## ASSIGNMENT
Below are entries; count each line that holds the word "exists" and report the number without any other words.

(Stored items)

- - - - - - -

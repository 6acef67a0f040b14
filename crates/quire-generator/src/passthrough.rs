//! Passthrough copy of static files.
//!
//! Configured sources are copied into the output directory unmodified,
//! keeping their path relative to the project root.

use std::{
    fs,
    path::{Path, PathBuf},
};

use thiserror::Error;
use tracing::{debug, info};

use crate::deps::normalize_path;

/// Passthrough copy errors.
#[derive(Debug, Error)]
pub enum PassthroughError {
    /// IO error.
    #[error("IO error: {0}")]
    Io(#[from] std::io::Error),

    /// Source path is outside the project root.
    #[error("invalid passthrough path: {0}")]
    InvalidPath(PathBuf),
}

/// Result type for passthrough operations.
pub type Result<T> = std::result::Result<T, PassthroughError>;

/// Copies configured files and directories into the output.
#[derive(Debug, Clone)]
pub struct PassthroughCopy {
    root: PathBuf,
    sources: Vec<PathBuf>,
}

impl PassthroughCopy {
    /// Create a copier for `sources`, given relative to `root`.
    #[must_use]
    pub fn new<I, S>(root: impl Into<PathBuf>, sources: I) -> Self
    where
        I: IntoIterator<Item = S>,
        S: AsRef<Path>,
    {
        let root = root.into();
        let sources = sources
            .into_iter()
            .map(|source| root.join(source.as_ref()))
            .collect();
        Self { root, sources }
    }

    /// Absolute (root-joined) source paths.
    #[must_use]
    pub fn sources(&self) -> &[PathBuf] {
        &self.sources
    }

    /// Whether `path` is one of the sources or inside one.
    #[must_use]
    pub fn contains(&self, path: &Path) -> bool {
        let path = normalize_path(path);
        self.sources
            .iter()
            .any(|source| path.starts_with(normalize_path(source)))
    }

    /// Copy every source into `dest`. Returns the number of files copied.
    pub fn copy_all(&self, dest: &Path) -> Result<usize> {
        let mut copied = 0;
        for source in &self.sources {
            copied += self.copy_source(source, dest)?;
        }

        info!(count = copied, "passthrough files copied");
        Ok(copied)
    }

    /// Copy only the sources that contain one of `changed`.
    pub fn copy_matching(&self, dest: &Path, changed: &[PathBuf]) -> Result<usize> {
        let changed: Vec<PathBuf> = changed.iter().map(|p| normalize_path(p)).collect();

        let mut copied = 0;
        for source in &self.sources {
            let normalized = normalize_path(source);
            if changed.iter().any(|path| path.starts_with(&normalized)) {
                copied += self.copy_source(source, dest)?;
            }
        }

        if copied > 0 {
            debug!(count = copied, "passthrough files refreshed");
        }
        Ok(copied)
    }

    fn copy_source(&self, source: &Path, dest: &Path) -> Result<usize> {
        if !source.exists() {
            debug!(source = %source.display(), "passthrough source does not exist, skipping");
            return Ok(0);
        }

        if source.is_file() {
            self.copy_file(source, dest)?;
            return Ok(1);
        }

        self.copy_dir(source, dest)
    }

    /// Recursively copy a directory, skipping hidden entries.
    fn copy_dir(&self, dir: &Path, dest: &Path) -> Result<usize> {
        let mut copied = 0;
        for entry in fs::read_dir(dir)? {
            let path = entry?.path();

            if is_hidden(&path) {
                continue;
            }

            if path.is_dir() {
                copied += self.copy_dir(&path, dest)?;
            } else if path.is_file() {
                self.copy_file(&path, dest)?;
                copied += 1;
            }
        }
        Ok(copied)
    }

    fn copy_file(&self, file: &Path, dest: &Path) -> Result<()> {
        let relative = file
            .strip_prefix(&self.root)
            .map_err(|_| PassthroughError::InvalidPath(file.to_path_buf()))?;
        let dest_path = dest.join(relative);

        if let Some(parent) = dest_path.parent() {
            fs::create_dir_all(parent)?;
        }
        fs::copy(file, &dest_path)?;

        debug!(src = %file.display(), dest = %dest_path.display(), "copied file");
        Ok(())
    }
}

fn is_hidden(path: &Path) -> bool {
    path.file_name()
        .is_some_and(|name| name.to_string_lossy().starts_with('.'))
}
//! Errors raised while loading a project: reading `quire.toml`, layering
//! environment overrides, and splitting page frontmatter.

use std::path::PathBuf;

use thiserror::Error;

/// Result type alias using `CoreError`.
pub type Result<T> = std::result::Result<T, CoreError>;

/// Failures from `quire-core`.
#[derive(Error, Debug)]
pub enum CoreError {
    /// `quire.toml` is missing, malformed, or fails validation
    /// (empty stylesheet extension, output dir equal to the input dir, ...).
    #[error("Configuration error: {message}")]
    Config {
        message: String,
        #[source]
        source: Option<Box<dyn std::error::Error + Send + Sync>>,
    },

    /// A page or layout has frontmatter that is not a YAML/TOML mapping.
    #[error("Frontmatter error in {path}: {message}")]
    Frontmatter { path: PathBuf, message: String },

    /// The configuration file exists but could not be read.
    #[error("failed to read {path}: {source}")]
    Read {
        path: PathBuf,
        #[source]
        source: std::io::Error,
    },

    /// `QUIRE__*` environment overrides could not be merged or deserialized.
    #[error("environment override error: {0}")]
    Env(#[from] config::ConfigError),
}

impl CoreError {
    /// Configuration error with a message.
    pub fn config(message: impl Into<String>) -> Self {
        Self::Config {
            message: message.into(),
            source: None,
        }
    }

    /// Configuration error wrapping the parser error behind it.
    pub fn config_with_source(
        message: impl Into<String>,
        source: impl std::error::Error + Send + Sync + 'static,
    ) -> Self {
        Self::Config {
            message: message.into(),
            source: Some(Box::new(source)),
        }
    }

    pub fn frontmatter(path: impl Into<PathBuf>, message: impl Into<String>) -> Self {
        Self::Frontmatter {
            path: path.into(),
            message: message.into(),
        }
    }

    pub fn read(path: impl Into<PathBuf>, source: std::io::Error) -> Self {
        Self::Read {
            path: path.into(),
            source,
        }
    }
}
//! Template system for pages and layouts.
//!
//! A deliberately small syntax rather than a full template engine:
//!
//! - `{{ page.title }}` interpolates a value; `{{ subtitle? }}` renders
//!   nothing when the value is missing.
//! - `{{ date | date_ymd }}` pipes a value through registered filters.
//! - `{% inline_bundle_css %}` / `{% entry_body page %}` call registered
//!   shortcodes with quoted strings, numbers or paths as arguments.

use std::{
    collections::{BTreeMap, HashMap},
    fmt,
    path::{Path, PathBuf},
    sync::Arc,
};

use quire_core::{CoreError, Frontmatter, Value, frontmatter::parse_frontmatter};
use thiserror::Error;
use tracing::debug;
use walkdir::WalkDir;

/// Maximum number of nested layouts.
pub const MAX_LAYOUT_DEPTH: usize = 10;

/// Template rendering errors.
#[derive(Debug, Error)]
pub enum TemplateError {
    /// Missing required variable.
    #[error("missing required variable `{name}` in {template}")]
    MissingVariable { template: String, name: String },

    /// Template not found.
    #[error("template not found: {0}")]
    NotFound(String),

    /// Invalid template syntax.
    #[error("invalid template syntax in {template}: {message}")]
    InvalidSyntax { template: String, message: String },

    /// Filter not registered.
    #[error("unknown filter `{0}`")]
    UnknownFilter(String),

    /// Shortcode not registered.
    #[error("unknown shortcode `{0}`")]
    UnknownShortcode(String),

    /// Layouts nest deeper than [`MAX_LAYOUT_DEPTH`], usually a cycle.
    #[error("layout chain starting at {0} is too deep")]
    LayoutDepth(String),

    /// Layout frontmatter could not be parsed.
    #[error(transparent)]
    Frontmatter(#[from] CoreError),

    /// Reading a template failed.
    #[error("failed to read template {path}: {source}")]
    Read {
        path: PathBuf,
        #[source]
        source: std::io::Error,
    },

    /// Walking the layouts directory failed.
    #[error("failed to scan templates: {0}")]
    Walk(#[from] walkdir::Error),
}

/// Result type for template operations.
pub type Result<T> = std::result::Result<T, TemplateError>;

/// Transforms a value in `{{ value | filter }}`.
pub type FilterFn = Arc<dyn Fn(&Value) -> Value + Send + Sync>;

/// Produces text for `{% name args %}`.
pub type ShortcodeFn = Arc<dyn Fn(&[Value]) -> String + Send + Sync>;

/// Template context with variables for interpolation.
#[derive(Debug, Clone, Default)]
pub struct TemplateContext {
    variables: BTreeMap<String, Value>,
}

impl TemplateContext {
    /// Create a new empty context.
    #[must_use]
    pub fn new() -> Self {
        Self::default()
    }

    /// Insert a variable into the context.
    pub fn insert(&mut self, key: impl Into<String>, value: impl Into<Value>) {
        self.variables.insert(key.into(), value.into());
    }

    /// Create context with initial variables.
    #[must_use]
    pub fn with_var(mut self, key: impl Into<String>, value: impl Into<Value>) -> Self {
        self.insert(key, value);
        self
    }

    /// Insert every entry of `data`, overwriting existing keys.
    pub fn extend(&mut self, data: &BTreeMap<String, Value>) {
        for (key, value) in data {
            self.variables.insert(key.clone(), value.clone());
        }
    }

    /// Resolve a dotted path such as `page.url`.
    #[must_use]
    pub fn get(&self, path: &str) -> Option<&Value> {
        let (head, rest) = match path.split_once('.') {
            Some((head, rest)) => (head, Some(rest)),
            None => (path, None),
        };

        let value = self.variables.get(head)?;
        match rest {
            Some(rest) => value.lookup(rest),
            None => Some(value),
        }
    }

    /// Check if a top-level variable exists.
    #[must_use]
    pub fn contains(&self, key: &str) -> bool {
        self.variables.contains_key(key)
    }
}

/// Filters and shortcodes available to templates.
#[derive(Clone, Default)]
pub struct TemplateHelpers {
    filters: HashMap<String, FilterFn>,
    shortcodes: HashMap<String, ShortcodeFn>,
}

impl TemplateHelpers {
    /// Create an empty set of helpers.
    #[must_use]
    pub fn new() -> Self {
        Self::default()
    }

    /// Register a filter.
    pub fn add_filter<F>(&mut self, name: impl Into<String>, filter: F)
    where
        F: Fn(&Value) -> Value + Send + Sync + 'static,
    {
        self.filters.insert(name.into(), Arc::new(filter));
    }

    /// Register a shortcode.
    pub fn add_shortcode<F>(&mut self, name: impl Into<String>, shortcode: F)
    where
        F: Fn(&[Value]) -> String + Send + Sync + 'static,
    {
        self.shortcodes.insert(name.into(), Arc::new(shortcode));
    }

    /// Look up a filter.
    #[must_use]
    pub fn filter(&self, name: &str) -> Option<&FilterFn> {
        self.filters.get(name)
    }

    /// Look up a shortcode.
    #[must_use]
    pub fn shortcode(&self, name: &str) -> Option<&ShortcodeFn> {
        self.shortcodes.get(name)
    }
}

impl fmt::Debug for TemplateHelpers {
    fn fmt(&self, f: &mut fmt::Formatter<'_>) -> fmt::Result {
        let mut filters: Vec<_> = self.filters.keys().collect();
        filters.sort();
        let mut shortcodes: Vec<_> = self.shortcodes.keys().collect();
        shortcodes.sort();
        f.debug_struct("TemplateHelpers")
            .field("filters", &filters)
            .field("shortcodes", &shortcodes)
            .finish()
    }
}

/// A token inside a tag.
#[derive(Debug, Clone, PartialEq)]
enum Token {
    Quoted(String),
    Bare(String),
}

/// A template with optional frontmatter.
#[derive(Debug, Clone)]
pub struct Template {
    name: String,
    content: String,
    frontmatter: Frontmatter,
}
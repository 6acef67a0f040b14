//! Command implementations.

pub mod build;
pub mod watch;

use std::path::{Path, PathBuf};

use color_eyre::eyre::{Result, WrapErr};
use quire_core::Config;

/// Load the configuration at `config_path`, with environment overrides.
///
/// Returns it together with the project root, the directory holding the file.
pub fn load_config(config_path: &Path) -> Result<(Config, PathBuf)> {
    let config = Config::load_with_env(config_path).wrap_err("Failed to load configuration")?;

    let root = config_path
        .parent()
        .filter(|dir| !dir.as_os_str().is_empty())
        .unwrap_or(Path::new("."))
        .to_path_buf();

    tracing::debug!(?config, root = %root.display(), "Loaded configuration");
    Ok((config, root))
}

#[cfg(test)]
mod tests {
    use super::*;

    #[test]
    fn test_root_is_config_directory() {
        let dir = tempfile::tempdir().unwrap();
        let path = dir.path().join("quire.toml");
        std::fs::write(&path, "[site]\ntitle = \"T\"\n").unwrap();

        let (config, root) = load_config(&path).unwrap();
        assert_eq!(config.site.title, "T");
        assert_eq!(root, dir.path());
    }

    #[test]
    fn test_bare_file_name_uses_current_dir() {
        let (_, root) = load_config(Path::new("missing-quire.toml")).unwrap();
        assert_eq!(root, PathBuf::from("."));
    }
}
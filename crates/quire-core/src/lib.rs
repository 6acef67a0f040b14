//! Quire Core Library
//!
//! Configuration, frontmatter, template values and error handling shared by
//! the Quire build pipeline.

pub mod config;
pub mod error;
pub mod frontmatter;
pub mod value;

pub use config::Config;
pub use error::{CoreError, Result};
pub use frontmatter::{Frontmatter, Permalink};
pub use value::{Value, parse_date};
//! Built-in template filters.

use quire_core::Value;

use crate::template::TemplateHelpers;

/// Format a date as `YYYY-MM-DD`.
///
/// Falsy input renders as an empty string; input that is not a date is
/// returned unchanged as text. Dates keep their own offset, so
/// `2023-01-05T23:30:00-05:00` is `2023-01-05` and not the next UTC day.
#[must_use]
pub fn date_ymd(value: &Value) -> Value {
    if !value.is_truthy() {
        return Value::from("");
    }

    match value.to_date() {
        Some(date) => Value::from(date.format("%Y-%m-%d").to_string()),
        None => Value::from(value.to_string()),
    }
}

/// Register the built-in filters.
pub fn register(helpers: &mut TemplateHelpers) {
    helpers.add_filter("date_ymd", date_ymd);
}
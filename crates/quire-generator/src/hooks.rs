//! Build lifecycle events.
//!
//! Handlers are registered per [`EventKind`] and run synchronously, in
//! registration order, on the thread that drives the build.

use std::{collections::HashMap, fmt, path::PathBuf};

use tracing::trace;

use crate::build::BuildStats;

/// A lifecycle event fired by the builder.
#[derive(Debug, Clone)]
pub enum BuildEvent {
    /// A build is about to start.
    BeforeBuild {
        /// Whether this build only refreshes what changed.
        incremental: bool,
    },
    /// A build finished, possibly with per-file failures.
    AfterBuild {
        /// Statistics of the finished build.
        stats: BuildStats,
    },
    /// Watch mode noticed changes and is about to rebuild.
    BeforeWatch {
        /// Files reported by the watcher.
        changed: Vec<PathBuf>,
    },
}

impl BuildEvent {
    /// The kind handlers subscribe to.
    #[must_use]
    pub fn kind(&self) -> EventKind {
        match self {
            Self::BeforeBuild { .. } => EventKind::BeforeBuild,
            Self::AfterBuild { .. } => EventKind::AfterBuild,
            Self::BeforeWatch { .. } => EventKind::BeforeWatch,
        }
    }
}

/// Event kinds handlers can subscribe to.
#[derive(Debug, Clone, Copy, PartialEq, Eq, Hash)]
pub enum EventKind {
    /// See [`BuildEvent::BeforeBuild`].
    BeforeBuild,
    /// See [`BuildEvent::AfterBuild`].
    AfterBuild,
    /// See [`BuildEvent::BeforeWatch`].
    BeforeWatch,
}

/// Lifecycle handler.
pub type Handler = Box<dyn Fn(&BuildEvent) + Send + Sync>;

/// Registry of lifecycle handlers.
#[derive(Default)]
pub struct BuildHooks {
    handlers: HashMap<EventKind, Vec<Handler>>,
}

impl BuildHooks {
    /// Create an empty registry.
    #[must_use]
    pub fn new() -> Self {
        Self::default()
    }

    /// Subscribe `handler` to events of `kind`.
    pub fn on<F>(&mut self, kind: EventKind, handler: F)
    where
        F: Fn(&BuildEvent) + Send + Sync + 'static,
    {
        self.handlers.entry(kind).or_default().push(Box::new(handler));
    }

    /// Run every handler subscribed to the event's kind.
    pub fn emit(&self, event: &BuildEvent) {
        let Some(handlers) = self.handlers.get(&event.kind()) else {
            return;
        };

        trace!(kind = ?event.kind(), handlers = handlers.len(), "emitting build event");
        for handler in handlers {
            handler(event);
        }
    }

    /// Number of handlers subscribed to `kind`.
    #[must_use]
    pub fn handler_count(&self, kind: EventKind) -> usize {
        self.handlers.get(&kind).map_or(0, Vec::len)
    }
}

impl fmt::Debug for BuildHooks {
    fn fmt(&self, f: &mut fmt::Formatter<'_>) -> fmt::Result {
        let counts: HashMap<_, _> = self
            .handlers
            .iter()
            .map(|(kind, handlers)| (kind, handlers.len()))
            .collect();
        f.debug_struct("BuildHooks").field("handlers", &counts).finish()
    }
}
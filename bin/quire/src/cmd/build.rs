//! Build command - generates the static site

use std::{path::Path, time::Instant};

use color_eyre::eyre::{Result, WrapErr};
use quire_generator::{BuildStats, Builder};

use super::load_config;

/// Run the build command.
///
/// Per-file failures do not abort the build; they are printed and returned
/// in the stats so the caller can exit non-zero.
pub fn run(config_path: &Path, output: Option<&Path>, drafts: bool) -> Result<BuildStats> {
    let start = Instant::now();
    tracing::info!(?config_path, ?output, drafts, "Starting build");

    let (mut config, root) = load_config(config_path)?;

    // Include drafts if flag is set
    config.build.drafts |= drafts;

    let mut builder = Builder::new(config, root);
    if let Some(output) = output {
        builder = builder.with_output_dir(output);
    }

    let stats = builder.build().wrap_err("Build failed")?;
    let duration = start.elapsed();

    println!();
    if stats.is_success() {
        println!("  Build completed successfully!");
    } else {
        println!("  Build finished with {} failure(s):", stats.failures.len());
        for failure in &stats.failures {
            println!("  ✗ {}: {}", failure.path.display(), failure.message);
        }
    }
    println!();
    println!("  Pages:       {}", stats.pages);
    println!("  Stylesheets: {}", stats.stylesheets);
    println!("  Partials:    {}", stats.partials);
    println!("  Passthrough: {}", stats.passthrough);
    println!();
    println!("  Duration:    {:.2}s", duration.as_secs_f64());
    println!("  Output:      {}", builder.output_dir().display());
    println!();

    tracing::info!(?stats, ?duration, "Build finished");

    Ok(stats)
}

#[cfg(test)]
mod tests {
    use std::fs;

    use super::*;

    #[test]
    fn test_build_into_output_override() {
        let dir = tempfile::tempdir().unwrap();
        let config_path = dir.path().join("quire.toml");
        fs::write(&config_path, "[site]\ntitle = \"T\"\n").unwrap();
        fs::write(dir.path().join("index.html"), "<h1>{{ site.title }}</h1>").unwrap();
        fs::write(dir.path().join("draft.html"), "---\ndraft: true\n---\nwip").unwrap();

        let output = dir.path().join("dist");
        let stats = run(&config_path, Some(&output), true).unwrap();

        assert!(stats.is_success());
        assert_eq!(stats.pages, 2);
        assert_eq!(fs::read_to_string(output.join("index.html")).unwrap(), "<h1>T</h1>");
    }

    #[test]
    fn test_output_over_project_is_refused() {
        let dir = tempfile::tempdir().unwrap();
        let config_path = dir.path().join("quire.toml");
        fs::write(&config_path, "").unwrap();
        fs::write(dir.path().join("index.html"), "<p>keep me</p>").unwrap();

        assert!(run(&config_path, Some(dir.path()), false).is_err());
        assert_eq!(
            fs::read_to_string(dir.path().join("index.html")).unwrap(),
            "<p>keep me</p>"
        );
    }

    #[test]
    fn test_failures_are_returned() {
        let dir = tempfile::tempdir().unwrap();
        let config_path = dir.path().join("quire.toml");
        fs::write(&config_path, "").unwrap();
        fs::write(dir.path().join("broken.scss"), "a { color: red").unwrap();

        let stats = run(&config_path, None, false).unwrap();

        assert_eq!(stats.failures.len(), 1);
        assert!(dir.path().join("_site").exists());
    }
}
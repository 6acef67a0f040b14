//! Built-in shortcodes.

use quire_core::Value;

use crate::template::TemplateHelpers;

/// Raw `body` of the content record passed as the first argument.
#[must_use]
pub fn entry_body(args: &[Value]) -> String {
    args.first()
        .and_then(|record| record.get("body"))
        .filter(|body| body.is_truthy())
        .map(Value::to_string)
        .unwrap_or_default()
}

/// Register the built-in shortcodes that need no build state.
pub fn register(helpers: &mut TemplateHelpers) {
    helpers.add_shortcode("entry_body", entry_body);
}

#[cfg(test)]
mod tests {
    use super::*;

    #[test]
    fn test_returns_body_untouched() {
        let mut record = Value::map();
        record.insert("body", "## Hi\n\n*raw*");
        assert_eq!(entry_body(&[record]), "## Hi\n\n*raw*");
    }

    #[test]
    fn test_missing_body_or_argument() {
        assert_eq!(entry_body(&[Value::map()]), "");
        assert_eq!(entry_body(&[Value::Null]), "");
        assert_eq!(entry_body(&[]), "");
    }

    #[test]
    fn test_renders_through_template() {
        let mut helpers = TemplateHelpers::new();
        register(&mut helpers);

        let mut page = Value::map();
        page.insert("body", "Hello *there*");
        let context = crate::template::TemplateContext::new().with_var("page", page);

        let template = crate::template::Template::new("t", "[{% entry_body page %}]");
        assert_eq!(
            template.render(&context, &helpers).unwrap(),
            "[Hello *there*]"
        );
    }
}
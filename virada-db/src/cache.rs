use anyhow::{Context, Result};
use serde::Serialize;
use std::fs;
use std::path::{Path, PathBuf};

use crate::models::{Draw, DRAW_SIZE, POOL_SIZE};

pub const CACHE_FILE: &str = "mega_cache.json";
pub const FULL_CSV_FILE: &str = "mega_full.csv";
pub const FREQ_CSV_FILE: &str = "mega_freq.csv";
pub const FREQ_RECENT_CSV_FILE: &str = "mega_freq_recent.csv";
pub const SUMMARY_FILE: &str = "mega_summary.json";

#[derive(Debug, Serialize)]
pub struct Summary {
    #[serde(rename = "total_concursos")]
    pub total_contests: usize,
    #[serde(rename = "ultima_data")]
    pub last_date: Option<String>,
    #[serde(rename = "ultimo_concurso")]
    pub last_contest: Option<u32>,
    pub top10: Vec<(u8, f64)>,
}

/// Persistência em arquivos: cache canônico (JSON), tabela padronizada e
/// tabelas de frequência (CSV) e resumo (JSON).
pub struct Store {
    data_dir: PathBuf,
}

impl Store {
    pub fn new(data_dir: impl Into<PathBuf>) -> Store {
        Store {
            data_dir: data_dir.into(),
        }
    }

    pub fn default_dir() -> PathBuf {
        let mut path = std::env::current_dir().unwrap_or_default();
        path.push("data");
        path
    }

    pub fn data_dir(&self) -> &Path {
        &self.data_dir
    }

    pub fn cache_path(&self) -> PathBuf {
        self.data_dir.join(CACHE_FILE)
    }

    fn ensure_dir(&self) -> Result<()> {
        fs::create_dir_all(&self.data_dir)
            .with_context(|| format!("Não foi possível criar o diretório {:?}", self.data_dir))
    }

    /// Cache ausente equivale a histórico vazio, não a erro.
    pub fn load_history(&self) -> Result<Vec<[u8; DRAW_SIZE]>> {
        let path = self.cache_path();
        if !path.is_file() {
            return Ok(Vec::new());
        }
        let raw = fs::read_to_string(&path)
            .with_context(|| format!("Não foi possível ler o cache {:?}", path))?;
        let history: Vec<[u8; DRAW_SIZE]> = serde_json::from_str(&raw)
            .with_context(|| format!("Cache corrompido em {:?}", path))?;
        Ok(history)
    }

    /// Substitui o cache por inteiro (sem mesclagem incremental).
    pub fn save_history(&self, draws: &[Draw]) -> Result<PathBuf> {
        self.ensure_dir()?;
        let history: Vec<[u8; DRAW_SIZE]> = draws.iter().map(|d| d.numbers).collect();
        let path = self.cache_path();
        let raw = serde_json::to_string(&history).context("Falha ao serializar o cache")?;
        fs::write(&path, raw)
            .with_context(|| format!("Não foi possível gravar o cache {:?}", path))?;
        Ok(path)
    }

    pub fn write_standard_csv(&self, draws: &[Draw]) -> Result<PathBuf> {
        self.ensure_dir()?;
        let path = self.data_dir.join(FULL_CSV_FILE);
        let mut writer = csv::WriterBuilder::new()
            .delimiter(b';')
            .from_path(&path)
            .with_context(|| format!("Não foi possível gravar {:?}", path))?;
        writer.write_record(["Concurso", "Data", "D1", "D2", "D3", "D4", "D5", "D6"])?;
        for draw in draws {
            let mut record = Vec::with_capacity(2 + DRAW_SIZE);
            record.push(draw.contest.map(|c| c.to_string()).unwrap_or_default());
            record.push(draw.date.clone().unwrap_or_default());
            for d in draw.numbers {
                record.push(d.to_string());
            }
            writer.write_record(&record)?;
        }
        writer.flush()?;
        Ok(path)
    }

    pub fn write_frequency_csv(&self, counts: &[u32; POOL_SIZE as usize]) -> Result<PathBuf> {
        self.write_counts(FREQ_CSV_FILE, "freq", counts)
    }

    pub fn write_recent_frequency_csv(
        &self,
        counts: &[u32; POOL_SIZE as usize],
    ) -> Result<PathBuf> {
        self.write_counts(FREQ_RECENT_CSV_FILE, "freq_recente", counts)
    }

    fn write_counts(
        &self,
        file: &str,
        column: &str,
        counts: &[u32; POOL_SIZE as usize],
    ) -> Result<PathBuf> {
        self.ensure_dir()?;
        let path = self.data_dir.join(file);
        let mut writer = csv::WriterBuilder::new()
            .delimiter(b';')
            .from_path(&path)
            .with_context(|| format!("Não foi possível gravar {:?}", path))?;
        writer.write_record(["dezena", column])?;
        for d in 1..=POOL_SIZE {
            writer.write_record([d.to_string(), counts[(d - 1) as usize].to_string()])?;
        }
        writer.flush()?;
        Ok(path)
    }

    pub fn write_summary(&self, summary: &Summary) -> Result<PathBuf> {
        self.ensure_dir()?;
        let path = self.data_dir.join(SUMMARY_FILE);
        let raw =
            serde_json::to_string_pretty(summary).context("Falha ao serializar o resumo")?;
        fs::write(&path, raw)
            .with_context(|| format!("Não foi possível gravar o resumo {:?}", path))?;
        Ok(path)
    }
}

- - - - - - -

## WRITTEN ANSWER
4